--- START ---
//! Word-level command stream codec.
//!
//! Streams are sequences of little-endian 32-bit words. [`CommandReader`]
//! decodes only the opcodes listed in the caller's decode table and reads
//! everything else raw by its declared length; [`CommandWriter`] encodes
//! typed commands and forwards raw ones.

use std::io::{BufReader, BufWriter, ErrorKind, Read, Write};

use glam::{Mat4, Vec2, Vec3, Vec4};

use crate::command::{
    pack_xy, unpack_xy, Command, Fragment, FragmentState, LightParams, RasterState, RawCommand,
    TexFragment, TextureBinding, Triangle, Vertex, VertexLayout, Viewport,
};
use crate::error::PipeError;
use crate::protocol::{self, light_state, Opcode};

/// Reads commands from a byte stream.
pub struct CommandReader<R: Read> {
    inner: BufReader<R>,
}

impl<R: Read> CommandReader<R> {
    pub fn new(inner: R) -> Self {
        Self {
            inner: BufReader::new(inner),
        }
    }

    /// Read one word. Returns `None` when the stream ends on a word boundary.
    pub fn read_word(&mut self) -> Result<Option<u32>, PipeError> {
        let mut buf = [0u8; 4];
        let mut filled = 0;
        while filled < buf.len() {
            match self.inner.read(&mut buf[filled..]) {
                Ok(0) if filled == 0 => return Ok(None),
                Ok(0) => {
                    return Err(PipeError::Truncated {
                        word: u32::from_le_bytes(buf),
                    })
                }
                Ok(n) => filled += n,
                Err(e) if e.kind() == ErrorKind::Interrupted => {}
                Err(e) => return Err(e.into()),
            }
        }
        Ok(Some(u32::from_le_bytes(buf)))
    }

    /// Read the next command.
    ///
    /// Commands whose word appears in `table` are decoded into their typed
    /// variant; any other command is returned as [`Command::Passthrough`]
    /// with exactly its declared number of payload words. Returns `None` at
    /// end of stream.
    pub fn next_command(&mut self, table: &[Opcode]) -> Result<Option<Command>, PipeError> {
        let Some(word) = self.read_word()? else {
            return Ok(None);
        };

        if let Some(op) = table.iter().copied().find(|op| op.word() == word) {
            return self.decode(op).map(Some);
        }

        if !protocol::has_marker(word) {
            return Err(PipeError::MissingMarker { word });
        }

        let len = protocol::payload_len(word);
        let mut payload = Vec::with_capacity(len);
        for _ in 0..len {
            payload.push(self.payload_u32(word)?);
        }
        Ok(Some(Command::Passthrough(RawCommand { word, payload })))
    }

    /// Read every remaining command.
    pub fn read_to_end(&mut self, table: &[Opcode]) -> Result<Vec<Command>, PipeError> {
        let mut commands = Vec::new();
        while let Some(cmd) = self.next_command(table)? {
            commands.push(cmd);
        }
        Ok(commands)
    }

    fn decode(&mut self, op: Opcode) -> Result<Command, PipeError> {
        let word = op.word();
        let cmd = match op {
            Opcode::Vertex3
            | Opcode::Vertex4
            | Opcode::Vertex3N3
            | Opcode::Vertex4N3
            | Opcode::Vertex3Tc
            | Opcode::Vertex4Tc => {
                let layout = VertexLayout::from_opcode(op).ok_or(PipeError::Unsupported {
                    stage: "reader",
                    word,
                })?;
                let vertices = [
                    self.vertex(layout, word)?,
                    self.vertex(layout, word)?,
                    self.vertex(layout, word)?,
                ];
                Command::Triangle(Triangle::new(layout, vertices))
            }
            Opcode::ModelMatrix => Command::ModelMatrix(self.matrix(word)?),
            Opcode::ProjectionMatrix => Command::ProjectionMatrix(self.matrix(word)?),
            Opcode::NormalMatrix => Command::NormalMatrix(self.matrix(word)?),
            Opcode::ViewportParams => Command::Viewport(Viewport {
                x0: self.payload_u32(word)?,
                y0: self.payload_u32(word)?,
                half_width: self.payload_f32(word)?,
                half_height: self.payload_f32(word)?,
                depth_scale: self.payload_f32(word)?,
                depth_bias: self.payload_f32(word)?,
            }),
            Opcode::RasterState => {
                Command::RasterState(RasterState::from_bits(self.payload_u32(word)?))
            }
            Opcode::FragmentState => {
                Command::FragmentState(FragmentState::from_bits(self.payload_u32(word)?))
            }
            Opcode::LightState => Command::LightState {
                enabled: self.payload_u32(word)? & light_state::ENABLE != 0,
            },
            Opcode::LightParams => Command::LightParams(LightParams {
                direction: self.vec4(word)?,
                diffuse_color: self.vec4(word)?,
            }),
            Opcode::BlendParams => Command::BlendParams(self.payload_u32(word)?),
            Opcode::BindTexture => {
                let offset = self.payload_u32(word)?;
                let size = self.payload_u32(word)?;
                Command::BindTexture(TextureBinding::from_words(offset, size))
            }
            Opcode::Fragment => {
                let (x, y) = unpack_xy(self.payload_u32(word)?);
                Command::Fragment(Fragment {
                    x,
                    y,
                    z: self.payload_u32(word)?,
                    color: self.payload_u32(word)?,
                })
            }
            Opcode::TexFragment => {
                let (x, y) = unpack_xy(self.payload_u32(word)?);
                Command::TexFragment(TexFragment {
                    x,
                    y,
                    z: self.payload_u32(word)?,
                    s: self.payload_f32(word)?,
                    t: self.payload_f32(word)?,
                })
            }
            Opcode::Sync => Command::Sync,
            Opcode::ClearFramebuffer => Command::ClearFramebuffer,
            Opcode::ClearDepth => Command::ClearDepth,
            Opcode::Nop => Command::Nop,
        };
        Ok(cmd)
    }

    fn vertex(&mut self, layout: VertexLayout, word: u32) -> Result<Vertex, PipeError> {
        let position = if layout.has_w() {
            self.vec4(word)?
        } else {
            self.vec3(word)?.extend(1.0)
        };
        let mut vertex = Vertex::new(position, self.vec4(word)?);
        if layout.has_texcoord() {
            vertex.texcoord = Vec2::new(self.payload_f32(word)?, self.payload_f32(word)?);
        }
        if layout.has_normal() {
            vertex.diffuse = self.vec4(word)?;
            vertex.normal = self.vec3(word)?;
        }
        Ok(vertex)
    }

    /// Matrices travel row-major.
    fn matrix(&mut self, word: u32) -> Result<Mat4, PipeError> {
        let mut rows = [[0.0f32; 4]; 4];
        for row in rows.iter_mut() {
            for value in row.iter_mut() {
                *value = self.payload_f32(word)?;
            }
        }
        Ok(Mat4::from_cols_array_2d(&rows).transpose())
    }

    fn vec4(&mut self, word: u32) -> Result<Vec4, PipeError> {
        Ok(Vec4::new(
            self.payload_f32(word)?,
            self.payload_f32(word)?,
            self.payload_f32(word)?,
            self.payload_f32(word)?,
        ))
    }

    fn vec3(&mut self, word: u32) -> Result<Vec3, PipeError> {
        Ok(Vec3::new(
            self.payload_f32(word)?,
            self.payload_f32(word)?,
            self.payload_f32(word)?,
        ))
    }

    fn payload_u32(&mut self, word: u32) -> Result<u32, PipeError> {
        self.read_word()?.ok_or(PipeError::Truncated { word })
    }

    fn payload_f32(&mut self, word: u32) -> Result<f32, PipeError> {
        self.payload_u32(word).map(f32::from_bits)
    }
}

/// Writes commands to a byte stream.
pub struct CommandWriter<W: Write> {
    inner: BufWriter<W>,
    emitted: u64,
}

impl<W: Write> CommandWriter<W> {
    pub fn new(inner: W) -> Self {
        Self {
            inner: BufWriter::new(inner),
            emitted: 0,
        }
    }

    /// Number of commands written so far.
    pub fn emitted(&self) -> u64 {
        self.emitted
    }

    pub fn write_word(&mut self, word: u32) -> Result<(), PipeError> {
        self.inner.write_all(&word.to_le_bytes())?;
        Ok(())
    }

    pub fn write_f32(&mut self, value: f32) -> Result<(), PipeError> {
        self.write_word(value.to_bits())
    }

    /// Encode a typed command.
    pub fn write_command(&mut self, cmd: &Command) -> Result<(), PipeError> {
        if let Command::Passthrough(raw) = cmd {
            return self.forward(raw);
        }

        self.write_word(cmd.word())?;
        match cmd {
            Command::Triangle(tri) => {
                for vertex in &tri.vertices {
                    self.write_vertex(tri.layout, vertex)?;
                }
            }
            Command::ModelMatrix(m) | Command::ProjectionMatrix(m) | Command::NormalMatrix(m) => {
                for i in 0..4 {
                    self.write_vec4(m.row(i))?;
                }
            }
            Command::Viewport(vp) => {
                self.write_word(vp.x0)?;
                self.write_word(vp.y0)?;
                self.write_f32(vp.half_width)?;
                self.write_f32(vp.half_height)?;
                self.write_f32(vp.depth_scale)?;
                self.write_f32(vp.depth_bias)?;
            }
            Command::RasterState(state) => self.write_word(state.bits())?,
            Command::FragmentState(state) => self.write_word(state.bits())?,
            Command::LightState { enabled } => {
                self.write_word(Command::light_state_bits(*enabled))?
            }
            Command::LightParams(light) => {
                self.write_vec4(light.direction)?;
                self.write_vec4(light.diffuse_color)?;
            }
            Command::BlendParams(bits) => self.write_word(*bits)?,
            Command::BindTexture(binding) => {
                self.write_word(binding.offset)?;
                self.write_word(binding.size_word())?;
            }
            Command::Fragment(frag) => {
                self.write_word(pack_xy(frag.x, frag.y))?;
                self.write_word(frag.z)?;
                self.write_word(frag.color)?;
            }
            Command::TexFragment(frag) => {
                self.write_word(pack_xy(frag.x, frag.y))?;
                self.write_word(frag.z)?;
                self.write_f32(frag.s)?;
                self.write_f32(frag.t)?;
            }
            Command::Sync
            | Command::ClearFramebuffer
            | Command::ClearDepth
            | Command::Nop
            | Command::Passthrough(_) => {}
        }
        self.emitted += 1;
        Ok(())
    }

    /// Forward a command unchanged with its declared payload.
    pub fn forward(&mut self, raw: &RawCommand) -> Result<(), PipeError> {
        self.write_word(raw.word)?;
        for &word in &raw.payload {
            self.write_word(word)?;
        }
        self.emitted += 1;
        Ok(())
    }

    /// Write a colored fragment.
    pub fn write_fragment(&mut self, fragment: &Fragment) -> Result<(), PipeError> {
        self.write_command(&Command::Fragment(*fragment))
    }

    pub fn flush(&mut self) -> Result<(), PipeError> {
        self.inner.flush()?;
        Ok(())
    }

    /// Flush and return the underlying stream.
    pub fn into_inner(self) -> Result<W, PipeError> {
        self.inner
            .into_inner()
            .map_err(|e| PipeError::Io(e.into_error()))
    }

    fn write_vertex(&mut self, layout: VertexLayout, vertex: &Vertex) -> Result<(), PipeError> {
        if layout.has_w() {
            self.write_vec4(vertex.position)?;
        } else {
            self.write_vec3(vertex.position.truncate())?;
        }
        self.write_vec4(vertex.color)?;
        if layout.has_texcoord() {
            self.write_f32(vertex.texcoord.x)?;
            self.write_f32(vertex.texcoord.y)?;
        }
        if layout.has_normal() {
            self.write_vec4(vertex.diffuse)?;
            self.write_vec3(vertex.normal)?;
        }
        Ok(())
    }

    fn write_vec4(&mut self, v: Vec4) -> Result<(), PipeError> {
        for value in v.to_array() {
            self.write_f32(value)?;
        }
        Ok(())
    }

    fn write_vec3(&mut self, v: Vec3) -> Result<(), PipeError> {
        for value in v.to_array() {
            self.write_f32(value)?;
        }
        Ok(())
    }
}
--- END ---
**Action item**
The response must repeat exactly the lines from the top of the material through the line containing "impl<R: Read> CommandReader<R>", both included, with no other output.

**Answer below**
//! Word-level command stream codec.
//!
//! Streams are sequences of little-endian 32-bit words. [`CommandReader`]
//! decodes only the opcodes listed in the caller's decode table and reads
//! everything else raw by its declared length; [`CommandWriter`] encodes
//! typed commands and forwards raw ones.

use std::io::{BufReader, BufWriter, ErrorKind, Read, Write};

use glam::{Mat4, Vec2, Vec3, Vec4};

use crate::command::{
    pack_xy, unpack_xy, Command, Fragment, FragmentState, LightParams, RasterState, RawCommand,
    TexFragment, TextureBinding, Triangle, Vertex, VertexLayout, Viewport,
};
use crate::error::PipeError;
use crate::protocol::{self, light_state, Opcode};

/// Reads commands from a byte stream.
pub struct CommandReader<R: Read> {
    inner: BufReader<R>,
}

impl<R: Read> CommandReader<R> {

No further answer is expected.